> [Saved entries]
··········
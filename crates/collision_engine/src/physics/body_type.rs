//! Rigid body type flags
//!
//! The two low bits hold the rigid type (kinematic, dynamic or static) and
//! [`BodyType::SENSOR`] marks bodies whose contacts are reported but never
//! answered by other bodies' callbacks.

use bitflags::bitflags;

use super::collision_system::CollisionError;

bitflags! {
    /// Body type bits
    #[derive(Debug, Clone, Copy, PartialEq, Eq, Hash)]
    pub struct BodyType: u32 {
        /// Moved by its owner, unaffected by contacts
        const KINEMATIC = 1;
        /// Moved by simulation
        const DYNAMIC = 2;
        /// Never moves on its own; never searches for contacts
        const STATIC = 3;
        /// Mask of the rigid type bits
        const RIGID = 3;
        /// Reports overlaps without being reported to others
        const SENSOR = 4;
    }
}

impl BodyType {
    /// Validate raw bits coming from scripts or configuration
    pub fn try_from_bits(bits: u32) -> Result<Self, CollisionError> {
        Self::from_bits(bits)
            .filter(|body_type| !body_type.is_empty())
            .ok_or(CollisionError::IllegalBodyType(bits))
    }

    /// The rigid part of the type, with the sensor bit cleared
    pub fn rigid_type(self) -> Self {
        self & Self::RIGID
    }

    /// Whether the rigid type is static
    pub fn is_static(self) -> bool {
        self.rigid_type() == Self::STATIC
    }

    /// Whether the sensor bit is set
    pub fn is_sensor(self) -> bool {
        self.contains(Self::SENSOR)
    }

    /// Sensor without any rigid type
    pub fn is_pure_sensor(self) -> bool {
        self.is_sensor() && self.rigid_type().is_empty()
    }
}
··········
> [WORK REQUIRED]
Quote the data above from the line containing "pub struct BodyType: u32" to the line containing "pub fn try_from_bits(bits: u32)", inclusive, and stop.

> [ANSWER TO THIS EXERCISE]
    pub struct BodyType: u32 {
        /// Moved by its owner, unaffected by contacts
        const KINEMATIC = 1;
        /// Moved by simulation
        const DYNAMIC = 2;
        /// Never moves on its own; never searches for contacts
        const STATIC = 3;
        /// Mask of the rigid type bits
        const RIGID = 3;
        /// Reports overlaps without being reported to others
        const SENSOR = 4;
    }
}

impl BodyType {
    /// Validate raw bits coming from scripts or configuration
    pub fn try_from_bits(bits: u32) -> Result<Self, CollisionError> {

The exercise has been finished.